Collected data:

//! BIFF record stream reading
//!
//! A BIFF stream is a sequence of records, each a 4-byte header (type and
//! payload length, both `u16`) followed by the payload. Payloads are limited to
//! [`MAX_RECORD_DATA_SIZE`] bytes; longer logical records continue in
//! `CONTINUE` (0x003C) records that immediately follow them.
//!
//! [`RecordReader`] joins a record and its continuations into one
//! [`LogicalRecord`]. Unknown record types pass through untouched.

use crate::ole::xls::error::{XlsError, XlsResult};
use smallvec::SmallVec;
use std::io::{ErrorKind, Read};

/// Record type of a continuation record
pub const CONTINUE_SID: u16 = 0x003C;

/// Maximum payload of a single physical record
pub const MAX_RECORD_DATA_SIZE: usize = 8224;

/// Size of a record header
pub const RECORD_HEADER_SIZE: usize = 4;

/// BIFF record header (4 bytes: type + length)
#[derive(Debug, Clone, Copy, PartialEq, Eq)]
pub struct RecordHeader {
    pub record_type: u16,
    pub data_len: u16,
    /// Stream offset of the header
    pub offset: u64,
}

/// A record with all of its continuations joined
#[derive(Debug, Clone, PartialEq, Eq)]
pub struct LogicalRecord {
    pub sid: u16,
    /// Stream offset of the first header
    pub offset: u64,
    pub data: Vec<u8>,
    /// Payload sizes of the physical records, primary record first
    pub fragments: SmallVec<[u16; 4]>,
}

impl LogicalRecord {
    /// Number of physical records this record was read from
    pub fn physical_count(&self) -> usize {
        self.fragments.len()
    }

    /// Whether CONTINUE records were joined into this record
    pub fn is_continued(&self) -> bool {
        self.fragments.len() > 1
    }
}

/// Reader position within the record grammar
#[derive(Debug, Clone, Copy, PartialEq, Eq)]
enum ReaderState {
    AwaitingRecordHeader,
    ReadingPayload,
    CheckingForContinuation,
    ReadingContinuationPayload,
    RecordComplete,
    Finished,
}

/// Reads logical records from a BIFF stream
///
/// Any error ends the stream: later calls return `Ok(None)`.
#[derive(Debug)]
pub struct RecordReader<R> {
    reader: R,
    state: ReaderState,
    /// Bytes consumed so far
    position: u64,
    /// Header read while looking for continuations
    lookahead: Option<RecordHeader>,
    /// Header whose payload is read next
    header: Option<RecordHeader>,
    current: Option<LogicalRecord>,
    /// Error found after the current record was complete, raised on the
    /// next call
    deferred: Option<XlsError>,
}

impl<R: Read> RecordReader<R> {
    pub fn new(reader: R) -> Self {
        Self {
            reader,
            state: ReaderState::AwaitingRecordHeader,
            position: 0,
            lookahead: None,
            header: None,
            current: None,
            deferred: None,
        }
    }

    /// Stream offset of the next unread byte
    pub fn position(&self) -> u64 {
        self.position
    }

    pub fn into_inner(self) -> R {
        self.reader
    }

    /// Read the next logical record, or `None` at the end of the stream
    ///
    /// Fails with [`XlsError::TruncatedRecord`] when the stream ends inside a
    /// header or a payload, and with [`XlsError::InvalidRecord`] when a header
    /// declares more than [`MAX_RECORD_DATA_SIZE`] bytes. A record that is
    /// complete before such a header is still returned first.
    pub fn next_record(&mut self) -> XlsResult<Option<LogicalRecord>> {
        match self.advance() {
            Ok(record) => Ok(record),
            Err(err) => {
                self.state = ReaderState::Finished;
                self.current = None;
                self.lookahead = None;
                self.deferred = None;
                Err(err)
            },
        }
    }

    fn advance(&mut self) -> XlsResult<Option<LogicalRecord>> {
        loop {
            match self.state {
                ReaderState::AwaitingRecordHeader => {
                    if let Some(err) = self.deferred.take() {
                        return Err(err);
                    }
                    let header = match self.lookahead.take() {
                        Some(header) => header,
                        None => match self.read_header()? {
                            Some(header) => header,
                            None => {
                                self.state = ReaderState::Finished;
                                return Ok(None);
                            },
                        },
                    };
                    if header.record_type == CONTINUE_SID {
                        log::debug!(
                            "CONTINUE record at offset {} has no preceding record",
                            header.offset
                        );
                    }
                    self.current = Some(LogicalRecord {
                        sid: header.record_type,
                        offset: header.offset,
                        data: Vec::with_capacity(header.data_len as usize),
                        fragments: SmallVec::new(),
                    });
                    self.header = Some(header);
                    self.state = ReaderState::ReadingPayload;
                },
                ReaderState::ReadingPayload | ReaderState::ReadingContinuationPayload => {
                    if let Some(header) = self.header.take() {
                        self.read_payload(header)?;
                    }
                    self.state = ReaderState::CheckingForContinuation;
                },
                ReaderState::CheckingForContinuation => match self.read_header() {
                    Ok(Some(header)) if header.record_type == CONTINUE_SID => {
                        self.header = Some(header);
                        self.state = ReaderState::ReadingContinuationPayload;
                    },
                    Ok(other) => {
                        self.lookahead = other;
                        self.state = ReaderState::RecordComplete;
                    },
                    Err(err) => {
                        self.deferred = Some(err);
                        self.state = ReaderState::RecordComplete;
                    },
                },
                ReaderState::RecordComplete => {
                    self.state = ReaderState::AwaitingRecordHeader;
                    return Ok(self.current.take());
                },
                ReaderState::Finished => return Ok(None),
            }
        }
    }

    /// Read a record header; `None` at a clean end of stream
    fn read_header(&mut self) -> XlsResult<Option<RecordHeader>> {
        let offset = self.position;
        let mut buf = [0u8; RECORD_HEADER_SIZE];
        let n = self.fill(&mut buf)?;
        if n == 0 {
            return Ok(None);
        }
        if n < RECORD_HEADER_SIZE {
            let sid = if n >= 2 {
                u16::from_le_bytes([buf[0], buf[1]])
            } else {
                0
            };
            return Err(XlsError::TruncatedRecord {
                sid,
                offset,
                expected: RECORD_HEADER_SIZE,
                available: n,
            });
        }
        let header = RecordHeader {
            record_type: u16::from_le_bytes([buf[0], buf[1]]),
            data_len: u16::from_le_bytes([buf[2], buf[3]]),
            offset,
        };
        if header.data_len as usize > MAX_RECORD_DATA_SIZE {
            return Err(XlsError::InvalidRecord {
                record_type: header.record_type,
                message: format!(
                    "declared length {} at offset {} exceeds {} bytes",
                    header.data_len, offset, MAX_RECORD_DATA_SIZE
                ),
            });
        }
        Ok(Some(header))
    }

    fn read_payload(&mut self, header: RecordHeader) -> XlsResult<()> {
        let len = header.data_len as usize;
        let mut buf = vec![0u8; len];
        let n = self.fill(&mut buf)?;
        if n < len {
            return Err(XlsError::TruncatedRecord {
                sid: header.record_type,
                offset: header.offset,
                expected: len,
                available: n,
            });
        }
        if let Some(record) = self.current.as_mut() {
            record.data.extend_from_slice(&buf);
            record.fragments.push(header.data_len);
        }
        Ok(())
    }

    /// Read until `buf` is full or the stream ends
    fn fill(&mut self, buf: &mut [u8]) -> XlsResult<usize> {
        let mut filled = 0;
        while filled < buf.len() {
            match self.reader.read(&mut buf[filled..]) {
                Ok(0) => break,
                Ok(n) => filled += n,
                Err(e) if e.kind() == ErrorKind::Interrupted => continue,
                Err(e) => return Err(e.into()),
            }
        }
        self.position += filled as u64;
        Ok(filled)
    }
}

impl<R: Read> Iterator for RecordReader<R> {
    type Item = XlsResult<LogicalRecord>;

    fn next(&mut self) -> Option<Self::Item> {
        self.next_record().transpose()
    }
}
...
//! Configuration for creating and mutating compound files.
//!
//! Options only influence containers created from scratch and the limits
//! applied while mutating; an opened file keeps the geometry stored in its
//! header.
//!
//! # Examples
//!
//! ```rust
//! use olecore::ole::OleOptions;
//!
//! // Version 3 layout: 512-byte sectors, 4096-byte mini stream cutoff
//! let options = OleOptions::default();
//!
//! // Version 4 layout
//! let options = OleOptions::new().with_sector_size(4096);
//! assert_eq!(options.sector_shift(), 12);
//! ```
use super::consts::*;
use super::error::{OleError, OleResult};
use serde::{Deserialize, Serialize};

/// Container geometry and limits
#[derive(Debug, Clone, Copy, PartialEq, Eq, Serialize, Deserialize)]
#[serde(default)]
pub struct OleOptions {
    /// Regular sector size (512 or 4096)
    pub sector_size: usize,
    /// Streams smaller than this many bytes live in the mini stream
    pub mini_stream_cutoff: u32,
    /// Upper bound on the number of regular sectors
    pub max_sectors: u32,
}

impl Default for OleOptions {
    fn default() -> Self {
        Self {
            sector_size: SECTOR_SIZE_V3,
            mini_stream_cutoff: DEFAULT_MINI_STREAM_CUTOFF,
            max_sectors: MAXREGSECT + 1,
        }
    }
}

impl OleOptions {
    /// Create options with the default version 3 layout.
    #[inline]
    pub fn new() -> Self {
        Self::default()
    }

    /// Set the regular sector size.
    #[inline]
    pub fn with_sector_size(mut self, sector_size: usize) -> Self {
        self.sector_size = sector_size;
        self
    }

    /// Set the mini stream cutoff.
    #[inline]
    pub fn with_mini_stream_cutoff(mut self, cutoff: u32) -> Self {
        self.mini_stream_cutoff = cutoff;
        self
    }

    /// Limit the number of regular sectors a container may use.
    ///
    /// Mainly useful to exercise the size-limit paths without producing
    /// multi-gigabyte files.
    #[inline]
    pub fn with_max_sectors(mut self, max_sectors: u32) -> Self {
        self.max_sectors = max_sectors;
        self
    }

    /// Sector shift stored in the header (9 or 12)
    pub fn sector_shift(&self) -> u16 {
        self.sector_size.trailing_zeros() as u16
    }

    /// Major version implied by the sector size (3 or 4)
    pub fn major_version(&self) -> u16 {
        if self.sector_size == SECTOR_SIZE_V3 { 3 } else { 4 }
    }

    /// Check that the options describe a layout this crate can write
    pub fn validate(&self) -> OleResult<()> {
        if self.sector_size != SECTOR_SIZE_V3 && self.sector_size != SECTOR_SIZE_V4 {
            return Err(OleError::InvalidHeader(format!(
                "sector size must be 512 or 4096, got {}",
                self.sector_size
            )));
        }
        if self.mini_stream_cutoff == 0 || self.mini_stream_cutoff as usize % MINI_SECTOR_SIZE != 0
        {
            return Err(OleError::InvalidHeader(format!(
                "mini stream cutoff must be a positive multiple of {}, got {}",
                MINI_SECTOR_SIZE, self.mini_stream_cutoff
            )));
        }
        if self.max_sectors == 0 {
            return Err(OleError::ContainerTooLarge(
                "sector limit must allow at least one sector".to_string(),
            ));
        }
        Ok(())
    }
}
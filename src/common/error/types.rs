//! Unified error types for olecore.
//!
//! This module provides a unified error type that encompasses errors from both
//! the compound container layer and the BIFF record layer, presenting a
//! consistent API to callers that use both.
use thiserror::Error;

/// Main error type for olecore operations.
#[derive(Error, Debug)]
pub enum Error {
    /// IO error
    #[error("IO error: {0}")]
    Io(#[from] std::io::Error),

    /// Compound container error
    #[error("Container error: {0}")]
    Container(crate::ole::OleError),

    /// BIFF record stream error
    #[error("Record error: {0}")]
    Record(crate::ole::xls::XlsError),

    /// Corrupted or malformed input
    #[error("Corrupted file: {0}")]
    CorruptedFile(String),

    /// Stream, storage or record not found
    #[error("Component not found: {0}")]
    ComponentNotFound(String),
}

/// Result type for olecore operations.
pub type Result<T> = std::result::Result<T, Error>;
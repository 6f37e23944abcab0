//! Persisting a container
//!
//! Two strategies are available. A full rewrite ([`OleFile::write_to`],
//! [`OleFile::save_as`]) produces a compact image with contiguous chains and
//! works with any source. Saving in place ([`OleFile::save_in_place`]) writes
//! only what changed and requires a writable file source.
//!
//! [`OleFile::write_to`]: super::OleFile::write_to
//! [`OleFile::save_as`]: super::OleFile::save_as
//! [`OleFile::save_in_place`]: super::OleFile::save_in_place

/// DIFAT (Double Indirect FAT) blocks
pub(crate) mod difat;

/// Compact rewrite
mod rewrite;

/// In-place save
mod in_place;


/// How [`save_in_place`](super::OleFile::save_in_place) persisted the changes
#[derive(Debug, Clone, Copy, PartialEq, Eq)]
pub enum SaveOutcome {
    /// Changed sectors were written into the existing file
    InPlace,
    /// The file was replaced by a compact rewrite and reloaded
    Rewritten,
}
* * *
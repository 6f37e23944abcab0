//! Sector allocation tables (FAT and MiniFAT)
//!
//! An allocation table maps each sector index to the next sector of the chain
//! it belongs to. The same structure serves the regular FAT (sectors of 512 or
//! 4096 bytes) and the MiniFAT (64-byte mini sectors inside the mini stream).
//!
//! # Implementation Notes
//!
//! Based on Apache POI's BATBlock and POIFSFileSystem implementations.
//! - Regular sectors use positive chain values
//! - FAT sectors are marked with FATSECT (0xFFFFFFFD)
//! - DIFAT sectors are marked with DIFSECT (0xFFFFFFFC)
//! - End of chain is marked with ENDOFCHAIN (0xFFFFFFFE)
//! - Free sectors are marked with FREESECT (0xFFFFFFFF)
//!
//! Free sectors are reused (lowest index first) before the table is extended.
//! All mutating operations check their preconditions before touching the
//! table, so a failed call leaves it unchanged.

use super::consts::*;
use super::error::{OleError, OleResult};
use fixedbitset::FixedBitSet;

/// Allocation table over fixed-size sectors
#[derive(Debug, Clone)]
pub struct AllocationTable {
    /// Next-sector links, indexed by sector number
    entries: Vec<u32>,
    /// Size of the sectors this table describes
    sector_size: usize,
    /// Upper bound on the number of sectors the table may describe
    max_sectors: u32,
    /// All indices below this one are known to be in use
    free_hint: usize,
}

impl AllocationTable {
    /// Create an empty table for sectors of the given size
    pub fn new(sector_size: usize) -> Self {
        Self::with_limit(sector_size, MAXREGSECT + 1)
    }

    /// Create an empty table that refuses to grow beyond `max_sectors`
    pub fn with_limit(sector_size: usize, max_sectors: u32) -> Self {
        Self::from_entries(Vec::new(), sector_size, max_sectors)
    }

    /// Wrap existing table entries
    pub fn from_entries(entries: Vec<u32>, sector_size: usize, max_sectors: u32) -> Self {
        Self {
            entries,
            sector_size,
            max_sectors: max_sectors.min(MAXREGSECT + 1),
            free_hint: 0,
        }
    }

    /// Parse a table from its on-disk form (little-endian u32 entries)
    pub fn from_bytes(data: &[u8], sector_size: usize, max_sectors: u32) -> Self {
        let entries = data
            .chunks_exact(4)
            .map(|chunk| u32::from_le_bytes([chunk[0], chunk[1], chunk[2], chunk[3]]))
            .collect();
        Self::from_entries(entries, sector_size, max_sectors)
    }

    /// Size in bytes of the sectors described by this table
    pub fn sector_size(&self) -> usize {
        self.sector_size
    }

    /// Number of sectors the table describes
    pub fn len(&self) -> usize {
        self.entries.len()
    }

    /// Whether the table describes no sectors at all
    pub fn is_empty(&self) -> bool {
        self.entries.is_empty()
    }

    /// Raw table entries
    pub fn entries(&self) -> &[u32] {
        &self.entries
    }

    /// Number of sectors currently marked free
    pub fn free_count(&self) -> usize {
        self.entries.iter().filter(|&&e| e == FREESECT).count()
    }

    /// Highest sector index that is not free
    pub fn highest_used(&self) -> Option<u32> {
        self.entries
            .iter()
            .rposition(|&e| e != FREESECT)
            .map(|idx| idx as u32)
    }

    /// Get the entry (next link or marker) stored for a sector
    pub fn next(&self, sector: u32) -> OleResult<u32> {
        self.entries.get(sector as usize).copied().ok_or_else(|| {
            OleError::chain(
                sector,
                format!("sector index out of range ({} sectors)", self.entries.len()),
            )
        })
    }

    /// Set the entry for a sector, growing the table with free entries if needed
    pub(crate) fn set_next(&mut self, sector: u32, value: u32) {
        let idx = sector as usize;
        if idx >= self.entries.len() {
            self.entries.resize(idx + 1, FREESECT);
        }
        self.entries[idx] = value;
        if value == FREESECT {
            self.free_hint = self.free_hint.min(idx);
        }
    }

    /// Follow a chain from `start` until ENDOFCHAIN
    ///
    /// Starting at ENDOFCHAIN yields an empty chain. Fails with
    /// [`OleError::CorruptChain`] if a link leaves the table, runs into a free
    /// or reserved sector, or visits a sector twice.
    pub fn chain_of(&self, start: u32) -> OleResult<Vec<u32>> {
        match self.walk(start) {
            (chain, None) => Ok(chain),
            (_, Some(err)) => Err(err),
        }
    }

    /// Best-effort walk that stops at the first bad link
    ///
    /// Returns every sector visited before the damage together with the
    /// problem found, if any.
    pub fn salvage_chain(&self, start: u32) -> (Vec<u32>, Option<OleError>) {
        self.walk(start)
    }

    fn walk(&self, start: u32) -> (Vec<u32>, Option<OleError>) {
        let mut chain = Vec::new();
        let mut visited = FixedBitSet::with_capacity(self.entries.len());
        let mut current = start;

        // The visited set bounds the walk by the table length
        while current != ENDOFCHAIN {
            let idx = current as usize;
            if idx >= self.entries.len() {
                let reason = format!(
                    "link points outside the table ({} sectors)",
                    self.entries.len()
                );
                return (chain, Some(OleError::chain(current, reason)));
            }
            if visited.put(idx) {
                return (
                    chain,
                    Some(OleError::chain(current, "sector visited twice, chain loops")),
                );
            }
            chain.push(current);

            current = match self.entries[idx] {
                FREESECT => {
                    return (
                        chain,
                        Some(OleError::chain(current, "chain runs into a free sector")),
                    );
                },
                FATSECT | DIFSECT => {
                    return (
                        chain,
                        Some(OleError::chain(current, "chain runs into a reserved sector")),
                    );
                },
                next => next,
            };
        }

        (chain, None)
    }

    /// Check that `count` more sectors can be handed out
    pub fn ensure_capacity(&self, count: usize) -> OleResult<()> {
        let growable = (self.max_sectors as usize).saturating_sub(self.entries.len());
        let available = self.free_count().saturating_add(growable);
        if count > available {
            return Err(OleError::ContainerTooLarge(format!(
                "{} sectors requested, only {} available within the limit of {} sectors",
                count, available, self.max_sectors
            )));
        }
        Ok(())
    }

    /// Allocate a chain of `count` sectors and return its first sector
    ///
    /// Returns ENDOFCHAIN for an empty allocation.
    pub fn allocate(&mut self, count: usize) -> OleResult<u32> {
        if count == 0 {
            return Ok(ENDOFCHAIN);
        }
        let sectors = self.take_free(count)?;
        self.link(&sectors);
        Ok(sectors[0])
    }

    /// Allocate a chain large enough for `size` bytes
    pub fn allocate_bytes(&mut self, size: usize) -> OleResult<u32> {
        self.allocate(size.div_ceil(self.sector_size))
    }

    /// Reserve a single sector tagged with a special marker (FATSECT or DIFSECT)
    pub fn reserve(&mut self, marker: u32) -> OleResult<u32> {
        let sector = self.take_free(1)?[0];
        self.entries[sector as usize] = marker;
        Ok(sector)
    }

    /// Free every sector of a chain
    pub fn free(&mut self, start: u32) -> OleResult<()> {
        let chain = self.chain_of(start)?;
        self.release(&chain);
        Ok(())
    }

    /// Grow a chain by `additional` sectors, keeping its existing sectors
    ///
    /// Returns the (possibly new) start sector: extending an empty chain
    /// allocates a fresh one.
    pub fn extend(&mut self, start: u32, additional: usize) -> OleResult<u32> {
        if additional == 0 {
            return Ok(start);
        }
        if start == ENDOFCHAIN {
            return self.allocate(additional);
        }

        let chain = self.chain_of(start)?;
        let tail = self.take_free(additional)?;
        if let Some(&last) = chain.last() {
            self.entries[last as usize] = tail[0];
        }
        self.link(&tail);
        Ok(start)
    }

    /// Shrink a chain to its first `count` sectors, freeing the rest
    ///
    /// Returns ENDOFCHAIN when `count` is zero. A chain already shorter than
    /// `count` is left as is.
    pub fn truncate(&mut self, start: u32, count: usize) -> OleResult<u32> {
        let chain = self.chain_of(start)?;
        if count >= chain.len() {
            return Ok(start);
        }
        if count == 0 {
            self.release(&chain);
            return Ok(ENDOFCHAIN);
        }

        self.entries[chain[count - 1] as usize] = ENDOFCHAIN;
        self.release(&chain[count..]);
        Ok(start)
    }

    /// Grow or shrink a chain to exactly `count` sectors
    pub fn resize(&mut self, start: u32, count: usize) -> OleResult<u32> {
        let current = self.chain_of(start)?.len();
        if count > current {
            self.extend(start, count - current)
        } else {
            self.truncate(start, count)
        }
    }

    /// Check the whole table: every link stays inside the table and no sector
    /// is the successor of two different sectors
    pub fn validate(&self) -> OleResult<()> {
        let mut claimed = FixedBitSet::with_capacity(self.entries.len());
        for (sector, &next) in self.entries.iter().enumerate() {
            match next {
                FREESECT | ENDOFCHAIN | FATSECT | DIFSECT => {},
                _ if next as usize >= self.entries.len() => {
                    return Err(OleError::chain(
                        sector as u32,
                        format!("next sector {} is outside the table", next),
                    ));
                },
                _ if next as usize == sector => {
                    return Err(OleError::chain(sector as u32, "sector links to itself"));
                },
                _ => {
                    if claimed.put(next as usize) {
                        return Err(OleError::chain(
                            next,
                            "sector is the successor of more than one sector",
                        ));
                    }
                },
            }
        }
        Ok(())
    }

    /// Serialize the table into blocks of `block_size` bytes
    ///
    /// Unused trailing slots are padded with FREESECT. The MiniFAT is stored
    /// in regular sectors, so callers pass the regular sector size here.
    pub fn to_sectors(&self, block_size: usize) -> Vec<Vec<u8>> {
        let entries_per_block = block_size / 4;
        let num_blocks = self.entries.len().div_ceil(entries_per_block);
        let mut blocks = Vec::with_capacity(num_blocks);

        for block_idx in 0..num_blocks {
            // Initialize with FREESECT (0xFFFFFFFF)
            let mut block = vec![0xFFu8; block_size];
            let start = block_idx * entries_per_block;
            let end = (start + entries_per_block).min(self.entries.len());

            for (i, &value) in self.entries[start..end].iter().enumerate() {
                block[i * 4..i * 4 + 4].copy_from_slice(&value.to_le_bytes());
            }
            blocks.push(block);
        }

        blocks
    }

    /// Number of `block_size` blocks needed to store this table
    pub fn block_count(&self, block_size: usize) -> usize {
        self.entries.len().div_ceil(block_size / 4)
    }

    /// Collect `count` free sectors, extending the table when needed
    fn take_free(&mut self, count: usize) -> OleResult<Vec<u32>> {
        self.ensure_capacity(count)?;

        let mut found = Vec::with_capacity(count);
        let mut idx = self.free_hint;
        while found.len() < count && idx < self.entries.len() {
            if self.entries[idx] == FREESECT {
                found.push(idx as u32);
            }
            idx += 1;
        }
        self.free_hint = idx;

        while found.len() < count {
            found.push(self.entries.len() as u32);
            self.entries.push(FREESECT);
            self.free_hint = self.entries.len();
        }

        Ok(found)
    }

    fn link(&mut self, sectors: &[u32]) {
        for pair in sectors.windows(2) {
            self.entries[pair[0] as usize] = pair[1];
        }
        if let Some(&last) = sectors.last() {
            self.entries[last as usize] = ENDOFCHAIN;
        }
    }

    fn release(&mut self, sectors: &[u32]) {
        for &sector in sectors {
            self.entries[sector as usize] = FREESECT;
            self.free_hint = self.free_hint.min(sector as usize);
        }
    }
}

**Work item**
The required answer is the exact run of lines above starting at the line with "FREESECT | ENDOFCHAIN" and ending at the line with "usize == sector", with both ends present.

**Result of the task**
                FREESECT | ENDOFCHAIN | FATSECT | DIFSECT => {},
                _ if next as usize >= self.entries.len() => {
                    return Err(OleError::chain(
                        sector as u32,
                        format!("next sector {} is outside the table", next),
                    ));
                },
                _ if next as usize == sector => {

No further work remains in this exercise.